We developed PicoSDN, a provenance-informed causal observer for SDN attack analysis. PicoSDN leverages fine-grained data and execution partitioning techniques, as well as a unified control and data plane model, to allow practitioners to efficiently determine root causes of attacks and to make informed decisions on mitigating them. We implemented PicoSDN on the popular ONOS SDN controller. Our evaluation across several attack case studies shows that PicoSDN is practical for the identification, analysis, and mitigation of SDN attacks.
GitHub repo: https://github.com/bujcich/PicoSDN
Software-defined networking (SDN) achieves a programmable control plane through the use of logically centralized, event-driven controllers and through network applications (apps) that extend the controllers’ functionality. As control plane decisions are often based on the data plane, it is possible for carefully crafted malicious data plane inputs to direct the control plane towards unwanted states that bypass network security restrictions (i.e., cross-plane attacks). Unfortunately, because of the complex interplay among controllers, apps, and data plane inputs, at present it is difficult to systematically identify and analyze these cross-plane vulnerabilities.
EventScope is a vulnerability detection tool that automatically analyzes SDN control plane event usage, discovers candidate vulnerabilities based on missing event-handling routines, and validates vulnerabilities based on data plane effects. To accurately detect missing event handlers without ground truth or developer aid, we cluster apps according to similar event usage and mark inconsistencies as candidates. We create an event flow graph to observe a global view of events and control flows within the control plane and use it to validate vulnerabilities that affect the data plane. We applied EventScope to the ONOS SDN controller and uncovered 14 new vulnerabilities.
GitHub repo: https://github.com/bujcich/EventScope
Software-defined networking (SDN) continues to grow in popularity because of its programmable and extensible control plane realized through network applications (apps). However, apps introduce significant security challenges that can systemically disrupt network operations, since apps must access or modify data in a shared control plane state. If our understanding of how such data propagate within the control plane is inadequate, apps can co-opt other apps, causing them to poison the control plane’s integrity.

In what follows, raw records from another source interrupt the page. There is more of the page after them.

//! View rendering dispatch.

pub mod dashboard;
pub mod users;

use crate::keys::InputMode;
use crate::nav::View;
use crate::state::App;
use crate::theme::notification_color;
use ratatui::{
    layout::{Constraint, Direction, Layout, Rect},
    style::{Modifier, Style},
    text::{Line, Span},
    widgets::{Block, Borders, Paragraph},
    Frame,
};

pub fn render_view(f: &mut Frame<'_>, app: &App) {
    let layout = Layout::default()
        .direction(Direction::Vertical)
        .constraints([
            Constraint::Length(3),
            Constraint::Min(0),
            Constraint::Length(3),
        ])
        .split(f.size());

    render_header(f, app, layout[0]);

    match app.active_view {
        View::Dashboard => dashboard::render(f, app, layout[1]),
        View::Users => users::render(f, app, layout[1]),
    }

    render_footer(f, app, layout[2]);
}

fn render_header(f: &mut Frame<'_>, app: &App, area: Rect) {
    let mut spans = vec![Span::styled(
        "PULSE ",
        Style::default()
            .fg(app.theme.primary)
            .add_modifier(Modifier::BOLD),
    )];
    for view in View::all() {
        let style = if *view == app.active_view {
            Style::default()
                .fg(app.theme.text)
                .add_modifier(Modifier::REVERSED)
        } else {
            Style::default().fg(app.theme.text_dim)
        };
        spans.push(Span::raw(" "));
        spans.push(Span::styled(format!(" {} ", view.title()), style));
    }

    let fetching = [
        app.users().is_fetching,
        app.posts().is_fetching,
        app.comments().is_fetching,
    ]
    .iter()
    .filter(|f| **f)
    .count();
    if fetching > 0 {
        spans.push(Span::styled(
            format!("  syncing {fetching}"),
            Style::default().fg(app.theme.info),
        ));
    }

    let header = Paragraph::new(Line::from(spans)).block(
        Block::default()
            .borders(Borders::ALL)
            .border_style(Style::default().fg(app.theme.border)),
    );
    f.render_widget(header, area);
}

fn render_footer(f: &mut Frame<'_>, app: &App, area: Rect) {
    let help = match app.mode {
        InputMode::Search => "type to search • Esc/Enter done • Ctrl-u clear • Tab switch view",
        InputMode::Normal => {
            "r refresh • R invalidate all • / search • j/k select • Tab switch view • q quit"
        }
    };
    let (text, style) = match app.current_notification() {
        Some(note) => (
            note.display(),
            Style::default().fg(notification_color(note.level, &app.theme)),
        ),
        None => (help.to_string(), Style::default().fg(app.theme.text_dim)),
    };
    let footer = Paragraph::new(text)
        .block(
            Block::default()
                .borders(Borders::ALL)
                .border_style(Style::default().fg(app.theme.border)),
        )
        .style(style);
    f.render_widget(footer, area);
}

We discovered a class of SDN control plane integrity attacks that we call cross-app poisoning (CAP), in which an unprivileged app manipulates the shared control plane state to trick a privileged app into taking actions on its behalf. We demonstrated how role-based access control (RBAC) schemes are insufficient for preventing such attacks because they neither track information flow nor enforce information flow control (IFC). We also presented a defense, ProvSDN, that uses data provenance to track information flow and serves as an online reference monitor to prevent CAP attacks. We implemented ProvSDN on the ONOS SDN controller and demonstrated that information flow can be tracked with low-latency overheads.